**Problem to work on:** In the entries that follow, find each line with the word "VRTDataset" and copy it.
BEGIN Input material
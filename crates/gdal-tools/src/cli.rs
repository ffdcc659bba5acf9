//! GDAL command-line implementation of [`MosaicTools`].

use std::ffi::OsString;
use std::io::ErrorKind;
use std::path::Path;
use std::process::{Command, Stdio};

use fim_common::{FimError, FimResult, OutputFormat};
use tracing::{debug, warn};

use crate::config::GdalConfig;
use crate::traits::MosaicTools;

/// Creation options passed to every conversion.
pub const CREATION_OPTIONS: [&str; 2] = ["COMPRESS=LZW", "NUM_THREADS=ALL_CPUS"];

/// Arguments for `gdalbuildvrt`.
pub fn build_vrt_args(list_file: &Path, output: &Path) -> Vec<OsString> {
    vec![
        "-input_file_list".into(),
        list_file.as_os_str().to_owned(),
        output.as_os_str().to_owned(),
    ]
}

/// Arguments for `gdal_translate`.
pub fn translate_args(input: &Path, format: OutputFormat, output: &Path) -> Vec<OsString> {
    let mut args: Vec<OsString> = Vec::with_capacity(2 * CREATION_OPTIONS.len() + 4);
    for option in CREATION_OPTIONS {
        args.push("-co".into());
        args.push(option.into());
    }
    args.push("-of".into());
    args.push(format.gdal_driver().into());
    args.push(input.as_os_str().to_owned());
    args.push(output.as_os_str().to_owned());
    args
}

/// Runs the GDAL programs named in a [`GdalConfig`].
#[derive(Debug, Clone, Default)]
pub struct GdalCli {
    config: GdalConfig,
}

impl GdalCli {
    pub fn new(config: GdalConfig) -> Self {
        Self { config }
    }

    /// Run `program` to completion, capturing stderr for diagnostics.
    ///
    /// `stdout` is either captured and logged at debug, or inherited so
    /// progress output reaches the user as it is written.
    fn run(&self, program: &str, args: &[OsString], stdout: Stdio) -> FimResult<()> {
        debug!(
            command = %format!(
                "{} {}",
                program,
                args.iter()
                    .map(|a| a.to_string_lossy())
                    .collect::<Vec<_>>()
                    .join(" ")
            ),
            "Running GDAL tool"
        );

        let output = Command::new(program)
            .args(args)
            .stdin(Stdio::null())
            .stdout(stdout)
            .stderr(Stdio::piped())
            .output()
            .map_err(|e| match e.kind() {
                ErrorKind::NotFound => FimError::missing_tool(program),
                _ => FimError::io(format!("failed to run {}", program), e),
            })?;

        let stderr = String::from_utf8_lossy(&output.stderr).trim().to_string();

        if !output.status.success() {
            return Err(FimError::ExternalTool {
                tool: program.to_string(),
                status: output.status.to_string(),
                stderr: if stderr.is_empty() {
                    "no diagnostic output".to_string()
                } else {
                    stderr
                },
            });
        }

        let stdout = String::from_utf8_lossy(&output.stdout);
        if !stdout.trim().is_empty() {
            debug!(tool = %program, output = %stdout.trim(), "GDAL tool output");
        }
        if !stderr.is_empty() {
            warn!(tool = %program, stderr = %stderr, "GDAL tool reported warnings");
        }

        Ok(())
    }
}

impl MosaicTools for GdalCli {
    fn mosaic_tool(&self) -> &str {
        &self.config.buildvrt_bin
    }

    fn convert_tool(&self) -> &str {
        &self.config.translate_bin
    }

    fn build_mosaic(&self, list_file: &Path, output: &Path) -> FimResult<()> {
        self.run(
            &self.config.buildvrt_bin,
            &build_vrt_args(list_file, output),
            Stdio::piped(),
        )
    }

    fn convert(&self, input: &Path, format: OutputFormat, output: &Path) -> FimResult<()> {
        self.run(
            &self.config.translate_bin,
            &translate_args(input, format, output),
            Stdio::inherit(),
        )
    }
}
//! In-memory fakes for the GDAL collaborators.
//!
//! [`RecordingTools`] behaves like a tiny GDAL: `build_mosaic` writes a
//! pseudo-VRT listing its sources in order and `convert` copies the VRT text
//! behind a driver line. Every call is recorded, and either step can be made
//! to fail.

use std::collections::HashSet;
use std::fs;
use std::path::{Path, PathBuf};
use std::sync::Mutex;

use fim_common::{FimError, FimResult, OutputFormat};
use gdal_tools::{MosaicTools, ToolAvailability};

pub const FAKE_BUILDVRT: &str = "gdalbuildvrt";
pub const FAKE_TRANSLATE: &str = "gdal_translate";

/// A recorded collaborator invocation.
#[derive(Debug, Clone, PartialEq, Eq)]
pub enum ToolCall {
    BuildMosaic {
        list_file: PathBuf,
        /// Lines of the list file at the time of the call
        sources: Vec<String>,
        output: PathBuf,
    },
    Convert {
        input: PathBuf,
        format: OutputFormat,
        output: PathBuf,
    },
}

/// Recording [`MosaicTools`] fake.
#[derive(Debug, Default)]
pub struct RecordingTools {
    calls: Mutex<Vec<ToolCall>>,
    build_failure: Option<String>,
    convert_failure: Option<String>,
    partial_output_on_failure: bool,
}

impl RecordingTools {
    pub fn new() -> Self {
        Self::default()
    }

    /// Make `build_mosaic` fail with the given stderr.
    pub fn failing_build(stderr: &str) -> Self {
        Self {
            build_failure: Some(stderr.to_string()),
            ..Self::default()
        }
    }

    /// Make `convert` fail with the given stderr.
    ///
    /// With `leave_partial` the destination is written with junk first, the
    /// way an interrupted `gdal_translate` can leave it.
    pub fn failing_convert(stderr: &str, leave_partial: bool) -> Self {
        Self {
            convert_failure: Some(stderr.to_string()),
            partial_output_on_failure: leave_partial,
            ..Self::default()
        }
    }

    pub fn calls(&self) -> Vec<ToolCall> {
        self.calls.lock().expect("calls lock poisoned").clone()
    }

    pub fn build_calls(&self) -> Vec<ToolCall> {
        self.calls()
            .into_iter()
            .filter(|c| matches!(c, ToolCall::BuildMosaic { .. }))
            .collect()
    }

    pub fn convert_calls(&self) -> Vec<ToolCall> {
        self.calls()
            .into_iter()
            .filter(|c| matches!(c, ToolCall::Convert { .. }))
            .collect()
    }

    /// Every temp path the fake was handed: list files and staged mosaics.
    pub fn staged_paths(&self) -> Vec<PathBuf> {
        let mut paths = Vec::new();
        for call in self.calls() {
            match call {
                ToolCall::BuildMosaic {
                    list_file, output, ..
                } => {
                    paths.push(list_file);
                    paths.push(output);
                }
                ToolCall::Convert { input, .. } => paths.push(input),
            }
        }
        paths
    }

    fn record(&self, call: ToolCall) {
        self.calls.lock().expect("calls lock poisoned").push(call);
    }
}

impl MosaicTools for RecordingTools {
    fn mosaic_tool(&self) -> &str {
        FAKE_BUILDVRT
    }

    fn convert_tool(&self) -> &str {
        FAKE_TRANSLATE
    }

    fn build_mosaic(&self, list_file: &Path, output: &Path) -> FimResult<()> {
        let list = fs::read_to_string(list_file)
            .map_err(|e| FimError::io(format!("fake reading {}", list_file.display()), e))?;
        let sources: Vec<String> = list.lines().map(str::to_string).collect();

        self.record(ToolCall::BuildMosaic {
            list_file: list_file.to_path_buf(),
            sources: sources.clone(),
            output: output.to_path_buf(),
        });

        if let Some(stderr) = &self.build_failure {
            return Err(FimError::ExternalTool {
                tool: FAKE_BUILDVRT.to_string(),
                status: "exit status: 1".to_string(),
                stderr: stderr.clone(),
            });
        }

        fs::write(output, render_vrt(&sources))
            .map_err(|e| FimError::io(format!("fake writing {}", output.display()), e))
    }

    fn convert(&self, input: &Path, format: OutputFormat, output: &Path) -> FimResult<()> {
        self.record(ToolCall::Convert {
            input: input.to_path_buf(),
            format,
            output: output.to_path_buf(),
        });

        if let Some(stderr) = &self.convert_failure {
            if self.partial_output_on_failure {
                let _ = fs::write(output, "PARTIAL");
            }
            return Err(FimError::ExternalTool {
                tool: FAKE_TRANSLATE.to_string(),
                status: "exit status: 1".to_string(),
                stderr: stderr.clone(),
            });
        }

        let vrt = fs::read_to_string(input)
            .map_err(|e| FimError::io(format!("fake reading {}", input.display()), e))?;
        fs::write(output, format!("{}\n{}", format.gdal_driver(), vrt))
            .map_err(|e| FimError::io(format!("fake writing {}", output.display()), e))
    }
}

/// Pseudo-VRT text listing `sources` in order.
pub fn render_vrt(sources: &[String]) -> String {
    let mut text = String::from("<VRTDataset>\n");
    for source in sources {
        text.push_str("  <SourceFilename>");
        text.push_str(source);
        text.push_str("</SourceFilename>\n");
    }
    text.push_str("</VRTDataset>\n");
    text
}

/// Source paths listed in a pseudo-VRT, in order.
pub fn vrt_sources(text: &str) -> Vec<String> {
    text.lines()
        .filter_map(|line| {
            line.trim()
                .strip_prefix("<SourceFilename>")
                .and_then(|rest| rest.strip_suffix("</SourceFilename>"))
                .map(str::to_string)
        })
        .collect()
}

/// [`ToolAvailability`] fake reporting every tool available except those
/// listed as missing. Probes are recorded.
#[derive(Debug, Default)]
pub struct FakeAvailability {
    missing: HashSet<String>,
    probed: Mutex<Vec<String>>,
}

impl FakeAvailability {
    pub fn all_available() -> Self {
        Self::default()
    }

    pub fn missing(tools: &[&str]) -> Self {
        Self {
            missing: tools.iter().map(|t| t.to_string()).collect(),
            probed: Mutex::new(Vec::new()),
        }
    }

    pub fn probed(&self) -> Vec<String> {
        self.probed.lock().expect("probe lock poisoned").clone()
    }
}

impl ToolAvailability for FakeAvailability {
    fn is_available(&self, tool: &str) -> bool {
        self.probed
            .lock()
            .expect("probe lock poisoned")
            .push(tool.to_string());
        !self.missing.contains(tool)
    }
}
END Input material
**Written answer:**
    let mut text = String::from("<VRTDataset>\n");
    text.push_str("</VRTDataset>\n");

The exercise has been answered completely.